WHAT YOU HAVE TO DO:
Would you copy all lines in the data that contain the word "enum"?

Saved entries:
————

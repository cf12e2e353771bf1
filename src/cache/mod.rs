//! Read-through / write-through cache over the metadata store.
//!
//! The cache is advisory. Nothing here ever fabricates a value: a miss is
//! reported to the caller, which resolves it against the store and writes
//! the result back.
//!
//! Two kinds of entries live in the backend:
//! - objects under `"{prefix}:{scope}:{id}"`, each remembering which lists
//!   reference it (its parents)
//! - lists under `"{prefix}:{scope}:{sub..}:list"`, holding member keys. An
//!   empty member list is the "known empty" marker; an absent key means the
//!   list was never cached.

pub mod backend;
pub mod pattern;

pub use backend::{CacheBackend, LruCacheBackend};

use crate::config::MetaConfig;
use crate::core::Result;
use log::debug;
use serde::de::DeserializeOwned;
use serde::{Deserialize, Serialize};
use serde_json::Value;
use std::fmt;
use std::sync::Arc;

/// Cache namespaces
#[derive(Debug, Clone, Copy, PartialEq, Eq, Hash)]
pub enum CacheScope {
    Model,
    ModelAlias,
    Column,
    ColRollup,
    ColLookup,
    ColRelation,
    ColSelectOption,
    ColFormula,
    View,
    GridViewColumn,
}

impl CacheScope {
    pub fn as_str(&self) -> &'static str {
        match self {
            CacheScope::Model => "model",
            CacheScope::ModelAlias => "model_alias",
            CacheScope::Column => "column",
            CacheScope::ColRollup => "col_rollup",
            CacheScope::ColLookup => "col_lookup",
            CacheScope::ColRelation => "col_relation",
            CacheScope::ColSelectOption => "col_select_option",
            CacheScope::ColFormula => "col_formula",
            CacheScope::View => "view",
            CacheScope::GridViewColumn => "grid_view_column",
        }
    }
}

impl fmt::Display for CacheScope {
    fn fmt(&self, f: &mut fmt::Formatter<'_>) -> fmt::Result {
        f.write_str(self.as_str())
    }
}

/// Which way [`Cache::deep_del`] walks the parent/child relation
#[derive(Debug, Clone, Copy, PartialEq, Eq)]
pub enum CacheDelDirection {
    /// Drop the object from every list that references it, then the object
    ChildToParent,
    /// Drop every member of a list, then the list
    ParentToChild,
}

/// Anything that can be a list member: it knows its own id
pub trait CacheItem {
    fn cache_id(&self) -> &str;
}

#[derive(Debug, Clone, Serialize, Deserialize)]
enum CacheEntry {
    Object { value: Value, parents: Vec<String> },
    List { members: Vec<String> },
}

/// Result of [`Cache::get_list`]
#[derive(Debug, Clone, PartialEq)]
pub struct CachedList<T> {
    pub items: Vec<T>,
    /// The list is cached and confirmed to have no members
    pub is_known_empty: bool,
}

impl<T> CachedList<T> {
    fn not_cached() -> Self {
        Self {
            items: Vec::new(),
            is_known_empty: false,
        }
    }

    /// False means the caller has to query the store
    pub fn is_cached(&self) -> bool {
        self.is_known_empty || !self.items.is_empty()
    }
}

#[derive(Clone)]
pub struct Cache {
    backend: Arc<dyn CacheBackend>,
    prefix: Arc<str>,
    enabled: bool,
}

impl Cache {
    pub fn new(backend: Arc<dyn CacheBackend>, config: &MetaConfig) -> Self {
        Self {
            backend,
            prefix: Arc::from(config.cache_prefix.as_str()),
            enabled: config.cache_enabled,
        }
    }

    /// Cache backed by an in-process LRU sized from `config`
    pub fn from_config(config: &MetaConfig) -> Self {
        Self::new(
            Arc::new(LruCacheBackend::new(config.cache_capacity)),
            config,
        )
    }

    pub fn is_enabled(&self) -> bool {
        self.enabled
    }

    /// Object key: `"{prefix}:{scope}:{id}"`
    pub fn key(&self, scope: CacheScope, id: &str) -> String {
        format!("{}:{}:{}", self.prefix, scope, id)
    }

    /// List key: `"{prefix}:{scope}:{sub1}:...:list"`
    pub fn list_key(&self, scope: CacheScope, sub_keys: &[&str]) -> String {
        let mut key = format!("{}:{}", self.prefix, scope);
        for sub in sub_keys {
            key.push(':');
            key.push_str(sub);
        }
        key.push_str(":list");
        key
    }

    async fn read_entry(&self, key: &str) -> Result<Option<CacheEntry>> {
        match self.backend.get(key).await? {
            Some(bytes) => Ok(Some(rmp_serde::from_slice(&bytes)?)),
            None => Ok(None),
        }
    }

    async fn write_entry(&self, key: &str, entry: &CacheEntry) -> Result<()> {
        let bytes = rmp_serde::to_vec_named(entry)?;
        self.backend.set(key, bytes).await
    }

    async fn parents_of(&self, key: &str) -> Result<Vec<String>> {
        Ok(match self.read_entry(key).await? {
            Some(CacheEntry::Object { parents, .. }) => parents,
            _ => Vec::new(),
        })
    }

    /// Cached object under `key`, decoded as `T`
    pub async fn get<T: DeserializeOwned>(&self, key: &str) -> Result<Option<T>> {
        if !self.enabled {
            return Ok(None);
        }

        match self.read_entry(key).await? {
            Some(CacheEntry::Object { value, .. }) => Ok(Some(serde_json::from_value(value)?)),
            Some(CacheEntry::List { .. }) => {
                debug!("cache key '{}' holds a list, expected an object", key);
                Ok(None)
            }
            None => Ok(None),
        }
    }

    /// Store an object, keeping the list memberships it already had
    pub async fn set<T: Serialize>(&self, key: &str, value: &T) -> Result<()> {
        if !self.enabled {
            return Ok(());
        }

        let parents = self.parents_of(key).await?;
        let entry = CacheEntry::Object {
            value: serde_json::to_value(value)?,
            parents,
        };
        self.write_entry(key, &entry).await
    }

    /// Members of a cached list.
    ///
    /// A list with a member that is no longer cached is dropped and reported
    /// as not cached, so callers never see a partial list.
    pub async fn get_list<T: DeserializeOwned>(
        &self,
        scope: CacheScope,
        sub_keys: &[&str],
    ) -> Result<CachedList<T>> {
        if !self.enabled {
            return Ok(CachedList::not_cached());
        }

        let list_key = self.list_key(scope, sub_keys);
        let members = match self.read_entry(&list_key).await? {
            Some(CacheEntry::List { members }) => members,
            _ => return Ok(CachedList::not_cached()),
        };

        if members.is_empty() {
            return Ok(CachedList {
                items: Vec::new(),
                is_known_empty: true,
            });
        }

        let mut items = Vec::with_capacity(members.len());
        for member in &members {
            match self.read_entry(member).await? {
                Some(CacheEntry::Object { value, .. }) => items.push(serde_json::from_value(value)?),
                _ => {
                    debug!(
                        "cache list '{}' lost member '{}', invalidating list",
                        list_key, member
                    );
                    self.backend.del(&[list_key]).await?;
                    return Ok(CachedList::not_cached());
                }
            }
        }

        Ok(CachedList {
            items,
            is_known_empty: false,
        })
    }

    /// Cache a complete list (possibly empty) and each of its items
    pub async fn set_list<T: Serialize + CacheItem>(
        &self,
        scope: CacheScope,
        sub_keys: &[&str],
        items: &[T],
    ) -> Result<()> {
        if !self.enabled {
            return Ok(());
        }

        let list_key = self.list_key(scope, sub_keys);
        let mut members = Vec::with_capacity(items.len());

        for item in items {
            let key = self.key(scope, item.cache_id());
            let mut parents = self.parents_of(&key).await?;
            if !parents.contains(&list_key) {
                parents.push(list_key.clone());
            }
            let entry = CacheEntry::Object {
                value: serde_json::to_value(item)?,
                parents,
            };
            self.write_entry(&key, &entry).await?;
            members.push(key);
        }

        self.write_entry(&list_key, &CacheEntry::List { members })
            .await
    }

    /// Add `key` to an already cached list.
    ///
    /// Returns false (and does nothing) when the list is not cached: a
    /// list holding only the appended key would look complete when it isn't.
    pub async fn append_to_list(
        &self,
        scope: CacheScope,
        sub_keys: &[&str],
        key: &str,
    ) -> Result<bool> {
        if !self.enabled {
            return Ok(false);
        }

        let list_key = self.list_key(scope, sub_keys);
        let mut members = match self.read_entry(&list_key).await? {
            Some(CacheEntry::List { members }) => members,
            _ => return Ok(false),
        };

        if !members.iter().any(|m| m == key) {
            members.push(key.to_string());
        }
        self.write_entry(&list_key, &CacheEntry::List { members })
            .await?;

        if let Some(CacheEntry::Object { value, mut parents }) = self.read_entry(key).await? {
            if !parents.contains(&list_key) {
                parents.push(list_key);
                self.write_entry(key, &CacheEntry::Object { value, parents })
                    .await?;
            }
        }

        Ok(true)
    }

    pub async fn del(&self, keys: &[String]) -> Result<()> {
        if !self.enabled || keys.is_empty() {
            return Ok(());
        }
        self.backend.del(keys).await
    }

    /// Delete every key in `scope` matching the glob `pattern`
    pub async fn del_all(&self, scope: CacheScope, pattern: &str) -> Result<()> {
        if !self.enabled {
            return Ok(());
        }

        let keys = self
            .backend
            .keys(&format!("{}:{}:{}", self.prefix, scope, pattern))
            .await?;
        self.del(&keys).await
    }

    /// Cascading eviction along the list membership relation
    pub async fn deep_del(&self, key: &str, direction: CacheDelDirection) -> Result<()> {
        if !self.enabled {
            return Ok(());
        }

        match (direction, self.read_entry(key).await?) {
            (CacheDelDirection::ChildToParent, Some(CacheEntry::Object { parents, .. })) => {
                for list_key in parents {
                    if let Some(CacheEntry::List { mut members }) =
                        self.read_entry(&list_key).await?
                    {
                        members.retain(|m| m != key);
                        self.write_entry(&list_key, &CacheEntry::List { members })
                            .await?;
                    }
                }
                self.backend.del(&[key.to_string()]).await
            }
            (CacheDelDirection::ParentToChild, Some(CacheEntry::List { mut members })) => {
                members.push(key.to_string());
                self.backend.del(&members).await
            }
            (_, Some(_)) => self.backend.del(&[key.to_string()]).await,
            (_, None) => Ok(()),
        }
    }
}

————

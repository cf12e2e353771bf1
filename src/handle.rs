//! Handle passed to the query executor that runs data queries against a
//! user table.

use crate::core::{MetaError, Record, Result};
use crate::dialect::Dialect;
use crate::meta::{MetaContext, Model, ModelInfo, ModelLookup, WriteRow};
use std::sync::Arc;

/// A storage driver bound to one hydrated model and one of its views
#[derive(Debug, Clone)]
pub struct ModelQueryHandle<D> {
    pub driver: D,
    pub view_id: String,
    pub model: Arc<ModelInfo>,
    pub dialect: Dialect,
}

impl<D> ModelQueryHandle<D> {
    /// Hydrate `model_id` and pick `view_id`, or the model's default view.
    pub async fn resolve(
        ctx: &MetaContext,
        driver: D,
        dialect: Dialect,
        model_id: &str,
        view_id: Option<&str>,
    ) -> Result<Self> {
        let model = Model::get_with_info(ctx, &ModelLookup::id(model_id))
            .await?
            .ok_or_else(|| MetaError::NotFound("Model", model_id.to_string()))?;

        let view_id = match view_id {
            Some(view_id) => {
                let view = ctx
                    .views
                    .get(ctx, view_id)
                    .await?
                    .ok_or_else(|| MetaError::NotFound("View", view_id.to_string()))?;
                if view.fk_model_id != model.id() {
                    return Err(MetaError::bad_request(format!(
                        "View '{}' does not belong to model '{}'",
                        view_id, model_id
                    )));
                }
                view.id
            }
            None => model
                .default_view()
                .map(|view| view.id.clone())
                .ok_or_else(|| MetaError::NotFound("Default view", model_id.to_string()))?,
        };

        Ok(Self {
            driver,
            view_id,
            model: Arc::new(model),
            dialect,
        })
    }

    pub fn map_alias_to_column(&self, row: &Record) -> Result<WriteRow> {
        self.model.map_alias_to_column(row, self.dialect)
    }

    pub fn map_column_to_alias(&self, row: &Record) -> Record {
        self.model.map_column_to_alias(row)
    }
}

————

PROBLEM SOLUTION:
pub enum CacheScope {
pub enum CacheDelDirection {
enum CacheEntry {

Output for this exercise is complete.